TASK GOAL | Show only those lines of the entries where the string "expected" is found.

-- PROVIDED DATA follows --

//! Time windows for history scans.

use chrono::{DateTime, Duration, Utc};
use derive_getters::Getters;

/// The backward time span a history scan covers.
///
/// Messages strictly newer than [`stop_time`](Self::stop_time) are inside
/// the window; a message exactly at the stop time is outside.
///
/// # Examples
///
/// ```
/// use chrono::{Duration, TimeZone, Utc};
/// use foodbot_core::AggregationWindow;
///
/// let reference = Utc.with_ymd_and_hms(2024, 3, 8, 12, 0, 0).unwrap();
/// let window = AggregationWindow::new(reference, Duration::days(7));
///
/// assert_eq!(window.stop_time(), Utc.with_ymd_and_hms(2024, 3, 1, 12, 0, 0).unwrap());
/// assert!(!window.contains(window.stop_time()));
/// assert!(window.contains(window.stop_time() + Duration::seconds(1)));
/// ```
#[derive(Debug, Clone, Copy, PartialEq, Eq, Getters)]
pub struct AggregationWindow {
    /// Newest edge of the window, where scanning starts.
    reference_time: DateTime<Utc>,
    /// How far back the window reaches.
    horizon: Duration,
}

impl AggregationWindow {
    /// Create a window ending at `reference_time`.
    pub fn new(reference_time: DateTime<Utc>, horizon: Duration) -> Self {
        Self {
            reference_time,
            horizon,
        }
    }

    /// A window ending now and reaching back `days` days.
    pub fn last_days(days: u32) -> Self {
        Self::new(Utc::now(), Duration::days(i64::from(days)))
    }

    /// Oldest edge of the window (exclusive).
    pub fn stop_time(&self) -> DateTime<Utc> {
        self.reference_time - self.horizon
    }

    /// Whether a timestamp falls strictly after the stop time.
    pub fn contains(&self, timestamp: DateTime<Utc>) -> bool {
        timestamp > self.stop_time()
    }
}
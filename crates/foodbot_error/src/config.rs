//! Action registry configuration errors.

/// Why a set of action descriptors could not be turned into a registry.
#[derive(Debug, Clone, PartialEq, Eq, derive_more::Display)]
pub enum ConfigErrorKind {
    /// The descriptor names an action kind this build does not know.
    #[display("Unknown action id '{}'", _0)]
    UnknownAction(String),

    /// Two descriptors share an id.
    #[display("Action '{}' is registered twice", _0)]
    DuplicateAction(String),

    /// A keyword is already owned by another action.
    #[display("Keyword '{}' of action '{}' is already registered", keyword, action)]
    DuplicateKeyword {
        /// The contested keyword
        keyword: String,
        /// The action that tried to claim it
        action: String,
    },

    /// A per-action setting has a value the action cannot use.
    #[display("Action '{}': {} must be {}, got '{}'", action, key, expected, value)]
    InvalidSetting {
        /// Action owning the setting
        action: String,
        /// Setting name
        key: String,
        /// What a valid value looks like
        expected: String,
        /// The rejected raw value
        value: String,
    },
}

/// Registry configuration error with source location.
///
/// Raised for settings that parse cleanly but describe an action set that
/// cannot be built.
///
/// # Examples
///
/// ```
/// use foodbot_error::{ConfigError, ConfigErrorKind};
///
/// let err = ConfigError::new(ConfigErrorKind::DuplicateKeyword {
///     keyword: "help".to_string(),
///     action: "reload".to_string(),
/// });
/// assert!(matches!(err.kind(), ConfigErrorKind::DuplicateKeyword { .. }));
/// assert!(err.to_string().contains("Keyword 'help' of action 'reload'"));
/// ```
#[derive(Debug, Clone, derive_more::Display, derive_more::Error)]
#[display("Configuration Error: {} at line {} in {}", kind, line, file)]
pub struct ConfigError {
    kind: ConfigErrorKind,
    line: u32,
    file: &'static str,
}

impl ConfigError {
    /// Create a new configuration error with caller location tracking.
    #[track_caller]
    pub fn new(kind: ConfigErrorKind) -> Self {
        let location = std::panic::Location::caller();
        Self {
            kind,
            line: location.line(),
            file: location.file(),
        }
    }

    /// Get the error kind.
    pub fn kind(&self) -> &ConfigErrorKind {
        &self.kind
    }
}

-- PROVIDED DATA concluded --

EXERCISE SOLUTION |
    #[display("Action '{}': {} must be {}, got '{}'", action, key, expected, value)]
        expected: String,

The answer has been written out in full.